– Прекрасно, мсье. В добрый час. В ассигнациях так в ассигнациях. По крайней мере установим их твердую стоимость хотя бы на нынешний день. Только так мы можем знать, что мы с вами делаем. Иначе вы заставите меня, продавая вам эти ружья, впутаться в чудовищную авантюру, и один Бог ведает, до какой степени вздуется цена на эти ружья при подобном риске и неопределенности дня оплаты. При этом учтите ещё ту разницу, которая возникнет оттого, что я вынужден покупать ружья оптом, а вам продавать их поштучно, не зная заранее, сколько придется выкинуть негодных. Я не могу подвергать себя одновременно стольким случайностям.
Не стоит напоминать, что министр, ничего не понимающий в такого рода делах, отправляется в комитет. В комитете тревога. Австрийские войска подходят к границе, чтобы спасти от анархии Францию и Европу. Герцог Брауншвейгский назначен главнокомандующий, а этот герцог слывет талантливым полководцем. Дюмурье, министр иностранных дел, требует от императора заверений, что Австрия воздержится от вмешательства во внутренние дела Франции, как будто и без того не видать, что она не воздержится. Из Вены приходит ответ, что Австрия станет действовать в согласии с другими монархиями, пока кровавые заговорщики во Франции будут стремиться ограничить свободу короля и нанести ущерб монархии. Становится ясно, что это война.

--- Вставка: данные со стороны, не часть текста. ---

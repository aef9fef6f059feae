//! GitHub-hosted registry source
//!
//! Reads directory listings and commit history through the GitHub REST API
//! and raw documents through the raw-content host. Every call is a single
//! request; non-success statuses are surfaced as errors, except a 404 on a
//! raw document which means the document does not exist.

use std::time::Duration;

use async_trait::async_trait;
use chrono::{DateTime, SecondsFormat, Utc};
use reqwest::{
	header::{HeaderMap, HeaderValue, ACCEPT, USER_AGENT},
	Client, StatusCode,
};
use skychart_config::{RegistrySettings, Settings};
use skychart_types::{
	parse_commit_count, parse_listing, DirectoryEntry, RegistrySource, SourceError, SourceResult,
};
use tracing::debug;
use url::Url;

const USER_AGENT_VALUE: &str = concat!("skychart/", env!("CARGO_PKG_VERSION"));
const GITHUB_JSON: &str = "application/vnd.github+json";

/// Registry source backed by a GitHub repository
#[derive(Debug, Clone)]
pub struct GithubSource {
	client: Client,
	api_base: Url,
	raw_base: Url,
	repository: String,
	branch: String,
}

impl GithubSource {
	/// Create a source for the registry described by `settings`
	pub fn new(settings: &RegistrySettings, request_timeout: Duration) -> SourceResult<Self> {
		let mut headers = HeaderMap::new();
		headers.insert(USER_AGENT, HeaderValue::from_static(USER_AGENT_VALUE));
		headers.insert(ACCEPT, HeaderValue::from_static(GITHUB_JSON));

		let client = Client::builder()
			.default_headers(headers)
			.timeout(request_timeout)
			.build()?;

		Ok(Self {
			client,
			api_base: parse_base(&settings.api_base_url)?,
			raw_base: parse_base(&settings.raw_base_url)?,
			repository: settings.repository.clone(),
			branch: settings.branch.clone(),
		})
	}

	/// Create a source from the full application settings
	pub fn from_settings(settings: &Settings) -> SourceResult<Self> {
		Self::new(&settings.registry, settings.request_timeout())
	}

	/// `{api}/repos/{repository}/contents/{path}`
	pub fn listing_url(&self, path: &str) -> SourceResult<Url> {
		let mut url = join_segments(&self.api_base, &["repos", &self.repository, "contents", path])?;
		url.query_pairs_mut().append_pair("ref", &self.branch);
		Ok(url)
	}

	/// `{raw}/{repository}/{branch}/{path}`
	pub fn raw_url(&self, path: &str) -> SourceResult<Url> {
		join_segments(&self.raw_base, &[&self.repository, &self.branch, path])
	}

	/// `{api}/repos/{repository}/commits?since={timestamp}`
	pub fn commits_url(&self, since: DateTime<Utc>) -> SourceResult<Url> {
		let mut url = join_segments(&self.api_base, &["repos", &self.repository, "commits"])?;
		url.query_pairs_mut()
			.append_pair("since", &since.to_rfc3339_opts(SecondsFormat::Secs, true))
			.append_pair("sha", &self.branch)
			.append_pair("per_page", "1");
		Ok(url)
	}

	async fn get(&self, url: Url) -> SourceResult<(StatusCode, Vec<u8>, Url)> {
		debug!("GET {}", url);
		let response = self.client.get(url.clone()).send().await?;
		let status = response.status();
		let body = response.bytes().await?.to_vec();
		Ok((status, body, url))
	}
}

#[async_trait]
impl RegistrySource for GithubSource {
	async fn list_directory(&self, path: &str) -> SourceResult<Vec<DirectoryEntry>> {
		let (status, body, url) = self.get(self.listing_url(path)?).await?;
		if !status.is_success() {
			return Err(SourceError::http_status(status.as_u16(), url));
		}
		Ok(parse_listing(&body)?)
	}

	async fn fetch_file(&self, path: &str) -> SourceResult<Option<Vec<u8>>> {
		let (status, body, url) = self.get(self.raw_url(path)?).await?;
		if status == StatusCode::NOT_FOUND {
			debug!("{} does not exist", url);
			return Ok(None);
		}
		if !status.is_success() {
			return Err(SourceError::http_status(status.as_u16(), url));
		}
		Ok(Some(body))
	}

	async fn has_commits_since(&self, since: DateTime<Utc>) -> SourceResult<bool> {
		let (status, body, url) = self.get(self.commits_url(since)?).await?;
		if !status.is_success() {
			return Err(SourceError::http_status(status.as_u16(), url));
		}
		Ok(parse_commit_count(&body)? > 0)
	}

	fn describe(&self) -> String {
		format!("github:{}@{}", self.repository, self.branch)
	}
}

fn parse_base(base: &str) -> SourceResult<Url> {
	let url = Url::parse(base).map_err(|e| SourceError::InvalidUrl {
		url: base.to_string(),
		reason: e.to_string(),
	})?;
	if url.cannot_be_a_base() {
		return Err(SourceError::InvalidUrl {
			url: base.to_string(),
			reason: "cannot be used as a base URL".to_string(),
		});
	}
	Ok(url)
}

/// Append `/`-separated parts to a base URL, percent-encoding each segment
fn join_segments(base: &Url, parts: &[&str]) -> SourceResult<Url> {
	let mut url = base.clone();
	{
		let mut segments = url.path_segments_mut().map_err(|_| SourceError::InvalidUrl {
			url: base.to_string(),
			reason: "cannot be used as a base URL".to_string(),
		})?;
		segments.pop_if_empty();
		segments.extend(
			parts
				.iter()
				.flat_map(|part| part.split('/'))
				.filter(|segment| !segment.is_empty()),
		);
	}
	Ok(url)
}
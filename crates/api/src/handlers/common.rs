use axum::{http::StatusCode, response::Json};
use serde::Serialize;
use skychart_types::QueryError;

/// Error response format shared by handlers
#[derive(Debug, Serialize)]
pub struct ErrorResponse {
	pub error: String,
	pub message: String,
	pub timestamp: i64,
}

pub type ApiError = (StatusCode, Json<ErrorResponse>);

impl ErrorResponse {
	pub fn new(error: impl Into<String>, message: impl Into<String>) -> Self {
		Self {
			error: error.into(),
			message: message.into(),
			timestamp: chrono::Utc::now().timestamp(),
		}
	}
}

/// Map a query outcome to its status code and JSON body
pub fn query_error(e: QueryError) -> ApiError {
	let status = StatusCode::from_u16(e.status_code()).unwrap_or(StatusCode::BAD_REQUEST);
	(status, Json(ErrorResponse::new(e.code(), e.to_string())))
}

pub fn bad_request(message: impl Into<String>) -> ApiError {
	query_error(QueryError::bad_request(message))
}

Войне нужны ружья. Комитет предлагает поставщику тридцать ливров на ассигнации за ружье. Пьер Огюстен переводит по курсу и получает восемь флоринов восемь су за ружье. Его расходы могут составить от шести до шести с половиной флоринов. Может получиться хоть и небольшая, но все-таки прибыль. Прибыль сегодня. А что будет завтра и послезавтра? Ученик Пари дю Верне, он знает, что с началом войны курс ассигнаций полетит в тартарары и что вместо прибыли его ждут не просто убытки, а разорение.
Он вынужден взять назад свое слово, после чего попадает в щекотливое, даже опасное положение. Патриоты кричат на всех перекрестках. Всюду видят измену, и в самом деле изменники всюду. Только патриоты разбираются в этих делах точно так же, как военный министр разбирается в курсе валют, а потому хватают первого встречного и волокут на фонарь или в трибунал, если, разумеется, ещё повезет. А что делает он? Он отказывается поставить Франции пятьдесят тысяч ружей. Это фонарь.

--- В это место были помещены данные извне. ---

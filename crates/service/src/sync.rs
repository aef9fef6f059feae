//! Registry synchronizer
//!
//! Drives one synchronization pass: staleness check, discovery, per-document
//! fetch and parse, index rebuild and atomic publication. Passes never
//! interleave; a trigger that arrives while a pass is running is a no-op.

use std::collections::HashSet;
use std::sync::atomic::{AtomicBool, AtomicI64, Ordering};
use std::sync::Arc;

use chrono::{DateTime, Utc};
use futures::stream::{self, StreamExt};
use serde::Serialize;
use skychart_config::{FailurePolicy, Settings};
use skychart_storage::{RegistryDocuments, RegistrySnapshot, SnapshotStore};
use skychart_types::{
	canonical_path_name, parse_asset_list, parse_chain, parse_path, split_path_name, AssetList,
	Chain, DirectoryEntry, ParseError, ParseResult, Path, RegistrySource, SourceError,
};
use thiserror::Error;
use tokio::sync::Mutex;
use tracing::{debug, info, warn};

const CHAIN_DOCUMENT: &str = "chain.json";
const ASSET_LIST_DOCUMENT: &str = "assetlist.json";

/// A pass that failed before publishing; the previous snapshot stays live
#[derive(Debug, Error)]
pub enum SyncError {
	#[error("failed to fetch {document}: {source}")]
	Source {
		document: String,
		#[source]
		source: SourceError,
	},

	#[error("failed to parse {document}: {source}")]
	Parse {
		document: String,
		#[source]
		source: ParseError,
	},
}

impl SyncError {
	/// Registry path of the document that failed
	pub fn document(&self) -> &str {
		match self {
			SyncError::Source { document, .. } | SyncError::Parse { document, .. } => document,
		}
	}
}

/// What a call to `sync_once` did
#[derive(Debug, Clone, PartialEq, Eq, Serialize)]
#[serde(tag = "outcome", rename_all = "snake_case")]
pub enum SyncOutcome {
	/// No commits since the last check; nothing was fetched
	Unchanged { checked_at: DateTime<Utc> },
	/// A new snapshot was published
	Published {
		version: u64,
		chains: usize,
		paths: usize,
		/// Documents left out under the skip policy
		skipped: Vec<String>,
	},
	/// Another pass was in progress
	AlreadyRunning,
}

#[derive(Debug, Clone, Copy, PartialEq, Eq, Serialize)]
#[serde(rename_all = "lowercase")]
pub enum SyncPhase {
	Idle,
	Syncing,
}

/// A path document found in the paths directory
#[derive(Debug, Clone, PartialEq, Eq)]
pub struct DiscoveredPath {
	/// File name as listed, e.g. `cosmoshub-osmosis.json`
	pub file_name: String,
	pub canonical_name: String,
}

/// Knobs of a synchronization pass
#[derive(Debug, Clone)]
pub struct SyncOptions {
	pub paths_directory: String,
	pub excluded_marker: String,
	pub excluded_prefixes: Vec<String>,
	pub max_concurrent_fetches: usize,
	pub failure_policy: FailurePolicy,
}

impl SyncOptions {
	pub fn from_settings(settings: &Settings) -> Self {
		Self {
			paths_directory: settings.registry.paths_directory.clone(),
			excluded_marker: settings.registry.excluded_marker.clone(),
			excluded_prefixes: settings.registry.excluded_prefixes.clone(),
			max_concurrent_fetches: settings.sync.max_concurrent_fetches,
			failure_policy: settings.sync.failure_policy,
		}
	}
}

impl Default for SyncOptions {
	fn default() -> Self {
		Self::from_settings(&Settings::default())
	}
}

/// Trait for triggering synchronization passes
#[cfg_attr(test, mockall::automock)]
#[async_trait::async_trait]
pub trait RegistrySync: Send + Sync {
	async fn sync_once(&self) -> Result<SyncOutcome, SyncError>;

	fn phase(&self) -> SyncPhase;
}

/// Chain directories worth fetching
///
/// Keeps directories whose name has no `.` and does not contain
/// `excluded_marker`. Metadata directories such as `_IBC` pass this filter
/// and simply have no chain documents, unless `excluded_prefixes` names them.
/// Discovery order is preserved.
pub fn discover_chains(
	entries: &[DirectoryEntry],
	excluded_marker: &str,
	excluded_prefixes: &[String],
) -> Vec<String> {
	entries
		.iter()
		.filter(|entry| entry.is_dir())
		.map(|entry| entry.name.as_str())
		.filter(|name| !name.contains('.'))
		.filter(|name| excluded_marker.is_empty() || !name.contains(excluded_marker))
		.filter(|name| {
			!excluded_prefixes
				.iter()
				.any(|prefix| !prefix.is_empty() && name.starts_with(prefix.as_str()))
		})
		.map(str::to_string)
		.collect()
}

/// Path documents worth fetching
///
/// Keeps files whose name has both a `.` and a `-`. The name up to the first
/// `.` must split into exactly two chain names; anything else is skipped.
/// Each path is fetched from its canonical file, so a listed file named in
/// the other order resolves to a canonical document that may not exist.
pub fn discover_paths(entries: &[DirectoryEntry]) -> Vec<DiscoveredPath> {
	let mut seen = HashSet::new();
	let mut discovered = Vec::new();

	for entry in entries.iter().filter(|entry| entry.is_file()) {
		let name = entry.name.as_str();
		if !name.contains('.') || !name.contains('-') {
			continue;
		}
		let stem = name.split('.').next().unwrap_or_default();
		// Chain names never contain '-', so `a-b-c` is malformed rather than truncated
		let Some((chain_1, chain_2)) = split_path_name(stem) else {
			warn!("Skipping path document '{}': name is not 'chain1-chain2'", name);
			continue;
		};
		let canonical_name = canonical_path_name(chain_1, chain_2);
		if !seen.insert(canonical_name.clone()) {
			warn!(
				"Skipping path document '{}': '{}' already discovered",
				name, canonical_name
			);
			continue;
		}
		discovered.push(DiscoveredPath {
			file_name: name.to_string(),
			canonical_name,
		});
	}

	discovered
}

/// Resets the phase flag when a pass ends, including when it is cancelled
struct PhaseGuard<'a>(&'a AtomicBool);

impl<'a> PhaseGuard<'a> {
	fn enter(flag: &'a AtomicBool) -> Self {
		flag.store(true, Ordering::SeqCst);
		Self(flag)
	}
}

impl Drop for PhaseGuard<'_> {
	fn drop(&mut self) {
		self.0.store(false, Ordering::SeqCst);
	}
}

type ChainDocuments = (Option<Chain>, Option<AssetList>);

pub struct RegistrySynchronizer {
	source: Arc<dyn RegistrySource>,
	store: Arc<dyn SnapshotStore>,
	options: SyncOptions,
	pass_lock: Mutex<()>,
	syncing: AtomicBool,
	/// Start of the last pass that checked the commit history, in ms since epoch
	last_checked_ms: AtomicI64,
}

impl RegistrySynchronizer {
	pub fn new(
		source: Arc<dyn RegistrySource>,
		store: Arc<dyn SnapshotStore>,
		options: SyncOptions,
	) -> Self {
		Self {
			source,
			store,
			options,
			pass_lock: Mutex::new(()),
			syncing: AtomicBool::new(false),
			last_checked_ms: AtomicI64::new(0),
		}
	}

	pub fn phase(&self) -> SyncPhase {
		if self.syncing.load(Ordering::SeqCst) {
			SyncPhase::Syncing
		} else {
			SyncPhase::Idle
		}
	}

	/// Timestamp passed to the next staleness check
	///
	/// Starts at the Unix epoch so the first pass always fetches.
	pub fn last_checked(&self) -> DateTime<Utc> {
		DateTime::from_timestamp_millis(self.last_checked_ms.load(Ordering::SeqCst))
			.unwrap_or(DateTime::<Utc>::UNIX_EPOCH)
	}

	pub fn store(&self) -> &Arc<dyn SnapshotStore> {
		&self.store
	}

	/// Run one pass unless another one is in progress
	pub async fn sync_once(&self) -> Result<SyncOutcome, SyncError> {
		let Ok(_pass) = self.pass_lock.try_lock() else {
			debug!("Registry sync already running, ignoring trigger");
			return Ok(SyncOutcome::AlreadyRunning);
		};
		let _phase = PhaseGuard::enter(&self.syncing);
		self.run_pass().await
	}

	async fn run_pass(&self) -> Result<SyncOutcome, SyncError> {
		let started_at = Utc::now();
		let since = self.last_checked();

		let changed = self
			.source
			.has_commits_since(since)
			.await
			.map_err(|source| SyncError::Source {
				document: "commit history".to_string(),
				source,
			})?;
		if !changed {
			self.record_checked(started_at);
			debug!("No registry commits since {}, keeping current snapshot", since);
			return Ok(SyncOutcome::Unchanged {
				checked_at: started_at,
			});
		}

		info!("Registry changed since {}, syncing from {}", since, self.source.describe());

		let root = self.list("").await?;
		let chain_names = discover_chains(
			&root,
			&self.options.excluded_marker,
			&self.options.excluded_prefixes,
		);
		let listing = self.list(&self.options.paths_directory).await?;
		let paths = discover_paths(&listing);
		debug!(
			"Discovered {} chains and {} paths",
			chain_names.len(),
			paths.len()
		);

		let mut documents = RegistryDocuments::new();
		let mut skipped = Vec::new();
		self.fetch_chains(chain_names, &mut documents, &mut skipped)
			.await?;
		self.fetch_paths(paths, &mut documents, &mut skipped).await?;

		let chains = documents.chain_names.len();
		let path_count = documents.path_names.len();
		let published = self
			.store
			.publish(RegistrySnapshot::build(documents, started_at));
		self.record_checked(started_at);

		info!(
			"✅ Registry sync complete: snapshot v{} ({} chains, {} paths, {} skipped)",
			published.version(),
			chains,
			path_count,
			skipped.len()
		);

		Ok(SyncOutcome::Published {
			version: published.version(),
			chains,
			paths: path_count,
			skipped,
		})
	}

	async fn fetch_chains(
		&self,
		chain_names: Vec<String>,
		documents: &mut RegistryDocuments,
		skipped: &mut Vec<String>,
	) -> Result<(), SyncError> {
		let mut results = stream::iter(chain_names)
			.map(|name| async move {
				let result = self.fetch_chain(&name).await;
				(name, result)
			})
			.buffered(self.concurrency());

		while let Some((name, result)) = results.next().await {
			match result {
				Ok((chain, asset_list)) => documents.insert_chain(name, chain, asset_list),
				Err(e) => self.handle_failure(e, name, skipped)?,
			}
		}
		Ok(())
	}

	async fn fetch_paths(
		&self,
		paths: Vec<DiscoveredPath>,
		documents: &mut RegistryDocuments,
		skipped: &mut Vec<String>,
	) -> Result<(), SyncError> {
		let mut results = stream::iter(paths)
			.map(|discovered| async move {
				let document = format!(
					"{}/{}.json",
					self.options.paths_directory, discovered.canonical_name
				);
				let result = self.fetch_document(document, parse_path).await;
				(discovered.canonical_name, result)
			})
			.buffered(self.concurrency());

		while let Some((canonical_name, result)) = results.next().await {
			match result {
				Ok(path) => documents.insert_path(canonical_name, path),
				Err(e) => self.handle_failure(e, canonical_name, skipped)?,
			}
		}
		Ok(())
	}

	async fn fetch_chain(&self, chain_name: &str) -> Result<ChainDocuments, SyncError> {
		futures::try_join!(
			self.fetch_document(format!("{}/{}", chain_name, CHAIN_DOCUMENT), parse_chain),
			self.fetch_document(
				format!("{}/{}", chain_name, ASSET_LIST_DOCUMENT),
				parse_asset_list
			),
		)
	}

	/// Fetch and parse one document; an absent document is `Ok(None)`
	async fn fetch_document<T>(
		&self,
		document: String,
		parse: fn(&[u8]) -> ParseResult<T>,
	) -> Result<Option<T>, SyncError> {
		match self.source.fetch_file(&document).await {
			Ok(Some(bytes)) => match parse(&bytes) {
				Ok(parsed) => Ok(Some(parsed)),
				Err(source) => Err(SyncError::Parse { document, source }),
			},
			Ok(None) => {
				debug!("{} not found, skipping", document);
				Ok(None)
			},
			Err(source) => Err(SyncError::Source { document, source }),
		}
	}

	async fn list(&self, directory: &str) -> Result<Vec<DirectoryEntry>, SyncError> {
		self.source
			.list_directory(directory)
			.await
			.map_err(|source| SyncError::Source {
				document: if directory.is_empty() {
					"registry root".to_string()
				} else {
					directory.to_string()
				},
				source,
			})
	}

	fn handle_failure(
		&self,
		error: SyncError,
		name: String,
		skipped: &mut Vec<String>,
	) -> Result<(), SyncError> {
		match self.options.failure_policy {
			FailurePolicy::Abort => {
				warn!("Aborting registry sync: {}", error);
				Err(error)
			},
			FailurePolicy::Skip => {
				warn!("Leaving '{}' out of this pass: {}", name, error);
				skipped.push(name);
				Ok(())
			},
		}
	}

	fn concurrency(&self) -> usize {
		self.options.max_concurrent_fetches.max(1)
	}

	fn record_checked(&self, at: DateTime<Utc>) {
		self.last_checked_ms
			.store(at.timestamp_millis(), Ordering::SeqCst);
	}
}

#[async_trait::async_trait]
impl RegistrySync for RegistrySynchronizer {
	async fn sync_once(&self) -> Result<SyncOutcome, SyncError> {
		RegistrySynchronizer::sync_once(self).await
	}

	fn phase(&self) -> SyncPhase {
		RegistrySynchronizer::phase(self)
	}
}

Он придумывает отгородиться от фонаря документом. Он предлагает изложить эту историю письменно, с тем, чтобы министр ознакомился с ней и скрепил её своей подписью. На прощание он говорит:
– Я тем более удручен, что крах нашей сделки повлечет за собой не только абсолютную, но также и относительную потерю. Эти ружья не могут не быть проданы. Если я расторгну купчую, мой поставщик вынужден будет вступить в переговоры с нашим врагом: ведь он купил, чтобы продать. Стало быть, для нас станет на шестьдесят тысяч ружей меньше, а у них на шестьдесят тысяч ружей больше. Другими словами, мы теряем сто двадцать тысяч ружей, не считая тех, которые мне обещал мой поставщик.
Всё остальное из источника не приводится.